The Day Center provides for the basic needs of any homeless woman or child who visits the Center, including hot meals, showers, laundry facilities, and clothing. Beyond these services, many chronically homeless women need case management, substance abuse treatment or mental health care. Once these services have been obtained, these women are more likely to be candidates for transitional housing programs. Without on-going support, they are likely to remain homeless for extended periods of time.


Safe Haven

Pathways provides housing for chronically homeless women downtown at our Safe Haven program. Designed as a small, homelike setting, the program requires 24-hour staffing and case management. While residents are not required to participate in mental health or substance abuse services, it is the goal of the program that these residents will come to trust the system and accept the services they need. There is no time limit on Safe Haven residents’ length of stay, but over time, some may be able to move into permanent housing with supportive services.


Transitional Shelter

Pathways’ Transitional Shelter provides shelter, food, clothing and supportive services for women and women with children who are temporarily without housing. Guests work on a Life Plan, structuring their week around goals. Guests discuss their needs and progress weekly with the social worker who helps them access community resources. On-site services provided regularly include healthy relationships, parenting, money management, etc. Last year, Pathways served more than 300 women and children through the Southside, Woodlawn and Parson Place (downtown) shelters.


Employment Readiness

Pathways' Employment Readiness Program teaches women how to obtain and keep a job. The program focuses on self-esteem, motivation, basic computer skills and job search skills. Each session focuses on work- related topics such as resume writing, interviewing, working with others and maintaining a job.

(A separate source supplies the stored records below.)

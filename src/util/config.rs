use anyhow::{Context, Result};
use directories::ProjectDirs;
use serde::{Deserialize, Serialize};
use std::path::{Path, PathBuf};

#[derive(Debug, Clone, Serialize, Deserialize, Default)]
pub struct AppConfig {
    #[serde(default)]
    pub render: RenderConfig,
    #[serde(default)]
    pub watch: WatchConfig,
    #[serde(default)]
    pub log: LogConfig,
}

#[derive(Debug, Clone, Serialize, Deserialize)]
pub struct RenderConfig {
    #[serde(default = "default_element")]
    pub element: String,
    #[serde(default)]
    pub auto_update: bool,
}

#[derive(Debug, Clone, Serialize, Deserialize, Default)]
pub struct WatchConfig {
    #[serde(default)]
    pub targets: Vec<WatchTarget>,
}

/// A named instant shown by `difftime watch`. `at` is kept as written so a bad value
/// shows up as a skipped row rather than a config error.
#[derive(Debug, Clone, Serialize, Deserialize, PartialEq, Eq)]
pub struct WatchTarget {
    pub label: String,
    pub at: String,
}

#[derive(Debug, Clone, Serialize, Deserialize)]
pub struct LogConfig {
    #[serde(default = "default_log_filter")]
    pub filter: String,
    #[serde(default)]
    pub dir: Option<PathBuf>,
}

fn default_element() -> String {
    "span".to_string()
}
fn default_log_filter() -> String {
    "difftime=debug".to_string()
}

impl Default for RenderConfig {
    fn default() -> Self {
        Self {
            element: default_element(),
            auto_update: false,
        }
    }
}

impl Default for LogConfig {
    fn default() -> Self {
        Self {
            filter: default_log_filter(),
            dir: None,
        }
    }
}

impl AppConfig {
    pub fn load(path: Option<&Path>) -> Result<Self> {
        if let Some(path) = path {
            return Self::read(path);
        }

        let mut candidates = Vec::new();

        // 1. ~/.config/difftime/config.toml
        if let Some(home) = std::env::var_os("HOME") {
            candidates.push(PathBuf::from(home).join(".config/difftime/config.toml"));
        }

        // 2. Platform-specific path (macOS: ~/Library/Application Support/difftime/)
        if let Some(proj_dirs) = ProjectDirs::from("", "", "difftime") {
            candidates.push(proj_dirs.config_dir().join("config.toml"));
        }

        for config_path in &candidates {
            if config_path.exists() {
                return Self::read(config_path);
            }
        }

        Ok(AppConfig::default())
    }

    fn read(path: &Path) -> Result<Self> {
        let content = std::fs::read_to_string(path)
            .with_context(|| format!("Failed to read config file: {}", path.display()))?;
        toml::from_str(&content).with_context(|| "Failed to parse config file")
    }

    pub fn log_dir(&self) -> PathBuf {
        if let Some(ref dir) = self.log.dir {
            return dir.clone();
        }
        if let Some(proj_dirs) = ProjectDirs::from("", "", "difftime") {
            return proj_dirs.data_dir().join("logs");
        }
        PathBuf::from(".local/share/difftime/logs")
    }
}
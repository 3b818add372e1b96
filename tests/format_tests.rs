use std::time::Duration;

use chrono::{DateTime, TimeDelta, Utc};
use serde::Deserialize;

use difftime::format::{
    Bucket, DAY_SECS, Direction, FormatError, HOUR_SECS, MINUTE_SECS, MONTH_SECS, Side,
    WEEK_SECS, YEAR_SECS, format_delta, format_relative_time, format_relative_time_str, is_now,
    pluralize,
};

#[derive(Deserialize)]
struct GoldenTable {
    now: String,
    vectors: Vec<GoldenVector>,
}

#[derive(Deserialize)]
struct GoldenVector {
    offset_secs: i64,
    expected: String,
}

fn golden() -> GoldenTable {
    serde_json::from_str(include_str!("fixtures/golden_vectors.json")).unwrap()
}

fn now() -> DateTime<Utc> {
    "2025-10-19T12:00:00Z".parse().unwrap()
}

fn fmt_offset(secs: i64) -> String {
    let now = now();
    format_relative_time(&(now + TimeDelta::seconds(secs)), &now)
}

fn compose(bucket: Bucket, secs: u64) -> String {
    bucket.compose(Duration::from_secs(secs))
}

// --- Golden vectors ---

#[test]
fn test_golden_vectors() {
    let table = golden();
    let now: DateTime<Utc> = table.now.parse().unwrap();
    for v in &table.vectors {
        let target = now + TimeDelta::seconds(v.offset_secs);
        assert_eq!(
            format_relative_time(&target, &now),
            v.expected,
            "offset {}",
            v.offset_secs
        );
    }
}

// --- "now" band ---

#[test]
fn test_now_band_is_inclusive_both_sides() {
    for secs in -5..=5 {
        assert_eq!(fmt_offset(secs), "now", "offset {}", secs);
    }
}

#[test]
fn test_just_outside_now_band() {
    assert_eq!(fmt_offset(6), "6 seconds later");
    assert_eq!(fmt_offset(-6), "6 seconds ago");
}

#[test]
fn test_sub_second_past_threshold_floors_seconds() {
    let now = now();
    let target = now + TimeDelta::milliseconds(5_500);
    assert_eq!(format_relative_time(&target, &now), "5 seconds later");
}

#[test]
fn test_sub_second_inside_threshold_is_now() {
    assert_eq!(format_delta(TimeDelta::milliseconds(4_999)), "now");
    assert_eq!(format_delta(TimeDelta::milliseconds(-5_000)), "now");
}

// --- Direction ---

#[test]
fn test_direction_of_negative_is_ago() {
    assert_eq!(Direction::of(TimeDelta::seconds(-100)), Direction::Ago);
    assert_eq!(Direction::Ago.to_string(), "ago");
}

#[test]
fn test_direction_of_positive_is_later() {
    assert_eq!(Direction::of(TimeDelta::seconds(100)), Direction::Later);
    assert_eq!(Direction::Later.to_string(), "later");
}

#[test]
fn test_direction_of_zero_is_later() {
    assert_eq!(Direction::of(TimeDelta::zero()), Direction::Later);
}

// --- Pluralization ---

#[test]
fn test_pluralize_singular() {
    assert_eq!(pluralize(1, "hour"), "1 hour");
}

#[test]
fn test_pluralize_plural() {
    assert_eq!(pluralize(2, "hour"), "2 hours");
}

#[test]
fn test_pluralize_zero_is_plural() {
    assert_eq!(pluralize(0, "hour"), "0 hours");
}

// --- Bucket boundaries ---

#[test]
fn test_classify_exact_thresholds_go_to_higher_bucket() {
    let cases = [
        (MINUTE_SECS, Bucket::Minutes),
        (HOUR_SECS, Bucket::Hours),
        (DAY_SECS, Bucket::Days),
        (WEEK_SECS, Bucket::Weeks),
        (MONTH_SECS, Bucket::Months),
        (YEAR_SECS, Bucket::Years),
    ];
    for (secs, bucket) in cases {
        assert_eq!(Bucket::classify(Duration::from_secs(secs)), bucket);
        assert_ne!(Bucket::classify(Duration::from_secs(secs - 1)), bucket);
    }
}

#[test]
fn test_classify_below_a_minute_is_seconds() {
    assert_eq!(Bucket::classify(Duration::from_secs(59)), Bucket::Seconds);
}

#[test]
fn test_boundary_just_below_each_unit() {
    assert_eq!(fmt_offset(59), "59 seconds later");
    assert_eq!(fmt_offset(3_599), "59 minutes 59 seconds later");
    assert_eq!(fmt_offset(86_399), "23 hours 59 minutes later");
    assert_eq!(fmt_offset(604_799), "6 days later");
    assert_eq!(fmt_offset(2_591_999), "4 weeks later");
    assert_eq!(fmt_offset(31_557_599), "12 months 5 days later");
}

#[test]
fn test_exactly_one_day_is_days_not_hours() {
    assert_eq!(fmt_offset(86_400), "1 day later");
}

// --- Per-bucket composition ---

#[test]
fn test_compose_seconds() {
    assert_eq!(compose(Bucket::Seconds, 45), "45 seconds");
}

#[test]
fn test_compose_minutes_only() {
    assert_eq!(compose(Bucket::Minutes, 120), "2 minutes");
}

#[test]
fn test_compose_minutes_with_seconds() {
    assert_eq!(compose(Bucket::Minutes, 150), "2 minutes 30 seconds");
}

#[test]
fn test_compose_hours_only() {
    assert_eq!(compose(Bucket::Hours, 7_200), "2 hours");
}

#[test]
fn test_compose_hours_with_minutes() {
    assert_eq!(compose(Bucket::Hours, 9_000), "2 hours 30 minutes");
}

#[test]
fn test_compose_hours_ignores_leftover_seconds() {
    assert_eq!(compose(Bucket::Hours, 3_659), "1 hour");
}

#[test]
fn test_compose_days_has_no_remainder() {
    assert_eq!(compose(Bucket::Days, 172_800), "2 days");
    assert_eq!(compose(Bucket::Days, 172_800 + 12 * HOUR_SECS), "2 days");
}

#[test]
fn test_compose_weeks_has_no_remainder() {
    assert_eq!(compose(Bucket::Weeks, 1_209_600), "2 weeks");
    assert_eq!(compose(Bucket::Weeks, 1_209_600 + 3 * DAY_SECS), "2 weeks");
}

#[test]
fn test_compose_months_only() {
    assert_eq!(compose(Bucket::Months, 5_184_000), "2 months");
}

#[test]
fn test_compose_months_with_days() {
    assert_eq!(compose(Bucket::Months, 5_270_400), "2 months 1 day");
}

#[test]
fn test_compose_years_only() {
    assert_eq!(compose(Bucket::Years, 63_115_200), "2 years");
}

#[test]
fn test_compose_years_with_months() {
    assert_eq!(
        compose(Bucket::Years, YEAR_SECS + 2 * MONTH_SECS),
        "1 year 2 months"
    );
}

#[test]
fn test_compose_years_with_months_and_days() {
    let secs = 2 * YEAR_SECS + MONTH_SECS + DAY_SECS;
    assert_eq!(compose(Bucket::Years, secs), "2 years 1 month 1 day");
}

#[test]
fn test_compose_years_skips_days_without_months() {
    // 20 days over a year: below a month, so nothing after the years
    assert_eq!(compose(Bucket::Years, YEAR_SECS + 20 * DAY_SECS), "1 year");
}

// --- Totality and purity ---

#[test]
fn test_far_future_and_far_past() {
    let min = DateTime::<Utc>::MIN_UTC;
    let max = DateTime::<Utc>::MAX_UTC;

    let later = format_relative_time(&max, &min);
    assert!(later.ends_with(" later"));
    assert!(later.contains("years"));

    let ago = format_relative_time(&min, &max);
    assert!(ago.ends_with(" ago"));
    assert!(ago.contains("years"));
}

#[test]
fn test_same_inputs_same_output() {
    let now = now();
    let target = now - TimeDelta::seconds(7_777);
    assert_eq!(
        format_relative_time(&target, &now),
        format_relative_time(&target, &now)
    );
}

// --- Serialized input ---

#[test]
fn test_format_str_accepts_rfc3339_with_offset() {
    let text = format_relative_time_str("2025-10-19T15:00:00+02:00", "2025-10-19T12:00:00Z").unwrap();
    assert_eq!(text, "1 hour later");
}

#[test]
fn test_format_str_rejects_bad_target() {
    let err = format_relative_time_str("yesterday", "2025-10-19T12:00:00Z").unwrap_err();
    assert!(matches!(
        err,
        FormatError::InvalidInstant {
            side: Side::Target,
            ..
        }
    ));
    assert!(err.to_string().contains("yesterday"));
}

#[test]
fn test_format_str_rejects_bad_now() {
    let err = format_relative_time_str("2025-10-19T12:00:00Z", "").unwrap_err();
    assert!(matches!(
        err,
        FormatError::InvalidInstant { side: Side::Now, .. }
    ));
}

#[test]
fn test_is_now_matches_formatter_band() {
    assert!(is_now(TimeDelta::milliseconds(5_000)));
    assert!(is_now(TimeDelta::milliseconds(-5_000)));
    assert!(!is_now(TimeDelta::milliseconds(5_001)));
    assert_eq!(format_delta(TimeDelta::milliseconds(5_001)), "5 seconds later");
}
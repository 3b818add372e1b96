use std::sync::Arc;
use std::sync::atomic::{AtomicI64, Ordering};

use chrono::{DateTime, SecondsFormat, TimeDelta, Utc};

/// Parse an RFC 3339 / ISO 8601 timestamp into a UTC instant.
pub fn parse_instant(input: &str) -> Result<DateTime<Utc>, chrono::ParseError> {
    DateTime::parse_from_rfc3339(input.trim()).map(|dt| dt.with_timezone(&Utc))
}

/// Serialize an instant so that [`parse_instant`] gives back the same value.
///
/// Fractional seconds are written only when present.
pub fn to_iso8601(dt: &DateTime<Utc>) -> String {
    dt.to_rfc3339_opts(SecondsFormat::AutoSi, true)
}

/// Source of "now" for anything that re-renders over time.
pub trait Clock: Send + Sync {
    fn now(&self) -> DateTime<Utc>;
}

#[derive(Debug, Clone, Copy, Default)]
pub struct SystemClock;

impl Clock for SystemClock {
    fn now(&self) -> DateTime<Utc> {
        Utc::now()
    }
}

/// Manually driven clock. Clones share the same instant.
#[derive(Debug, Clone)]
pub struct FixedClock {
    millis: Arc<AtomicI64>,
}

impl FixedClock {
    pub fn new(at: DateTime<Utc>) -> Self {
        Self {
            millis: Arc::new(AtomicI64::new(at.timestamp_millis())),
        }
    }

    pub fn set(&self, at: DateTime<Utc>) {
        self.millis.store(at.timestamp_millis(), Ordering::SeqCst);
    }

    pub fn advance(&self, by: TimeDelta) {
        self.millis.fetch_add(by.num_milliseconds(), Ordering::SeqCst);
    }
}

impl Clock for FixedClock {
    fn now(&self) -> DateTime<Utc> {
        DateTime::from_timestamp_millis(self.millis.load(Ordering::SeqCst)).unwrap_or_default()
    }
}
pub mod config;
pub mod time;
pub mod theme;
pub mod widgets;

Learning to Be a Kid is the children’s companion program to Employment Readiness and teaches homeless children about emotions, self-esteem and conflict resolution.


Learning to Be a Kid

While mothers attend Employment Readiness, the children have a program of their own. LBK uses fun activities and crafts to focus on the special needs of homeless children. Topics include Attitude, Self-Esteem, Anger Management, Goals, and Kindness. Children learn how to deal with day-to-day situations and emotions through specialized games and arts and crafts. This program relies heavily on volunteers and the support we receive from Junior League of Birmingham.


Fiscally Fit

Pathways offers a financial literacy curriculum to all women and children in its shelters, as well as to women and children in other local shelters. This program provides the necessary tools of everyday budgeting, saving, and insurance. It is designed to provide simple techniques and steps that are easy to follow after leaving Pathways. This program is a more in- depth version of the budgeting support guests already receive from social workers. The children’s program is essential to the success of the women’s program, not only for childcare, but to impact a change that will shape each child’s financial future as well.